### [What is required]
Filter the records below for the word "prices". Keep each line that has it.

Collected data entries
■ ■ ■
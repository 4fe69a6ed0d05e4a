#![doc = include_str!("../README.md")]
#![doc(issue_tracker_base_url = "https://github.com/factordynamics/tangent/issues/")]
#![cfg_attr(docsrs, feature(doc_cfg, doc_auto_cfg))]
#![warn(missing_docs)]
#![forbid(unsafe_code)]

pub mod error;
pub mod market_cap;
pub mod prices;
pub mod returns;

pub use error::{DataError, Result};
pub use market_cap::MarketCaps;
pub use prices::PriceTable;
pub use returns::ReturnSeries;

/// Version information.
pub const VERSION: &str = env!("CARGO_PKG_VERSION");

#[cfg(test)]
mod tests {
    use super::*;

    #[test]
    fn test_version() {
        assert!(!VERSION.is_empty());
    }
}
#[cfg(test)]
mod tests {
    use super::*;
    use approx::assert_relative_eq;
    use ndarray::Array2;
    use rstest::rstest;
    use tangent_risk::HistoricalMean;

    fn dates(n: usize) -> Vec<NaiveDate> {
        let start = NaiveDate::from_ymd_opt(2024, 1, 1).unwrap();
        (0..n)
            .map(|i| start + chrono::Duration::days(i as i64))
            .collect()
    }

    /// Deterministic, non-collinear price paths.
    fn prices(n: usize) -> PriceTable {
        let values = Array2::from_shape_fn((n, 3), |(t, j)| {
            let t = t as f64;
            let j = j as f64;
            100.0 * (1.0 + 0.001 * (j + 1.0) * t + 0.02 * (0.7 * t * (j + 1.0)).sin())
        });
        PriceTable::new(dates(n), vec!["A".into(), "B".into(), "C".into()], values).unwrap()
    }

    #[rstest]
    #[case(Split::Training(60), 60)]
    #[case(Split::Testing(30), 70)]
    #[case(Split::Testing(99), 1)]
    fn test_split_rows(#[case] split: Split, #[case] training: usize) {
        assert_eq!(split.training_rows(100).unwrap(), training);
    }

    #[rstest]
    #[case(Split::Training(0))]
    #[case(Split::Testing(0))]
    #[case(Split::Testing(100))]
    #[case(Split::Training(250))]
    fn test_invalid_split(#[case] split: Split) {
        assert!(matches!(
            split.training_rows(100),
            Err(BacktestError::InvalidSplit { rows: 100, .. })
        ));
    }

    #[test]
    fn test_round_count_and_lengths() {
        let config = BacktestConfig {
            split: Split::Testing(25),
            rebalancing_period: Some(10),
            ..Default::default()
        };
        let report = Backtester::new(config).run(&prices(100), &HistoricalMean).unwrap();
        assert_eq!(report.rounds.len(), 3);
        let lengths: Vec<usize> = report.evaluated().map(|r| r.testing_days).collect();
        assert_eq!(lengths, vec![10, 10, 5]);
        let training: Vec<usize> = report.evaluated().map(|r| r.training_days).collect();
        assert_eq!(training, vec![75, 85, 95]);
        assert_eq!(
            report.buy_dates(),
            vec![dates(100)[74], dates(100)[84], dates(100)[94]]
        );
    }

    #[test]
    fn test_slicing_keeps_training_length() {
        let config = BacktestConfig {
            split: Split::Training(50),
            rebalancing_period: Some(20),
            slicing: true,
            ..Default::default()
        };
        let report = Backtester::new(config).run(&prices(100), &HistoricalMean).unwrap();
        assert!(report.evaluated().all(|r| r.training_days == 50));
        assert_eq!(report.rounds.len(), 3);
    }

    #[test]
    fn test_aggregate_is_length_weighted() {
        let round = |round: usize, days: usize, ret: f64, sd: f64| RoundResult {
            round,
            training_days: 100,
            testing_days: days,
            stats: PortfolioStats::new(ret, sd, 0.0),
            converged: true,
            allocation: AllocationSnapshot::new(dates(1)[0], Allocation::default()),
        };
        let rounds = [round(0, 30, 0.10, 0.20), round(1, 10, -0.10, 0.40)];
        let Aggregate::Evaluated {
            stats,
            total_days,
            rounds: count,
        } = Aggregate::from_rounds(&rounds, 0.0)
        else {
            panic!("expected evaluated aggregate");
        };
        assert_eq!(total_days, 40);
        assert_eq!(count, 2);
        assert_relative_eq!(stats.expected_return, 0.05, epsilon = 1e-12);
        assert_relative_eq!(stats.stddev, 0.25, epsilon = 1e-12);
        assert_relative_eq!(stats.sharpe.unwrap(), 0.2, epsilon = 1e-12);

        assert_eq!(
            Aggregate::from_rounds(std::iter::empty(), 0.0),
            Aggregate::NoEvaluableRounds
        );
    }

    #[test]
    fn test_zero_rebalancing_period_rejected() {
        let config = BacktestConfig {
            rebalancing_period: Some(0),
            split: Split::Testing(10),
            ..Default::default()
        };
        assert!(matches!(
            Backtester::new(config).run(&prices(40), &HistoricalMean),
            Err(BacktestError::InvalidParameter(_))
        ));
    }

    #[test]
    fn test_short_testing_window_is_skipped() {
        // Last round tests on a single price row: no returns to evaluate
        let config = BacktestConfig {
            split: Split::Testing(21),
            rebalancing_period: Some(10),
            ..Default::default()
        };
        let report = Backtester::new(config).run(&prices(100), &HistoricalMean).unwrap();
        assert_eq!(report.rounds.len(), 3);
        assert!(matches!(
            report.rounds[2],
            RoundOutcome::Skipped {
                round: 2,
                reason: SkipReason::InsufficientObservations { testing: 0, .. }
            }
        ));
        assert!(matches!(
            report.aggregate,
            Aggregate::Evaluated { total_days: 20, rounds: 2, .. }
        ));
    }
}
■ ■ ■
### [Exercise response]
pub mod prices;
pub use prices::PriceTable;
    fn prices(n: usize) -> PriceTable {
        let report = Backtester::new(config).run(&prices(100), &HistoricalMean).unwrap();
        let report = Backtester::new(config).run(&prices(100), &HistoricalMean).unwrap();
            Backtester::new(config).run(&prices(40), &HistoricalMean),
        let report = Backtester::new(config).run(&prices(100), &HistoricalMean).unwrap();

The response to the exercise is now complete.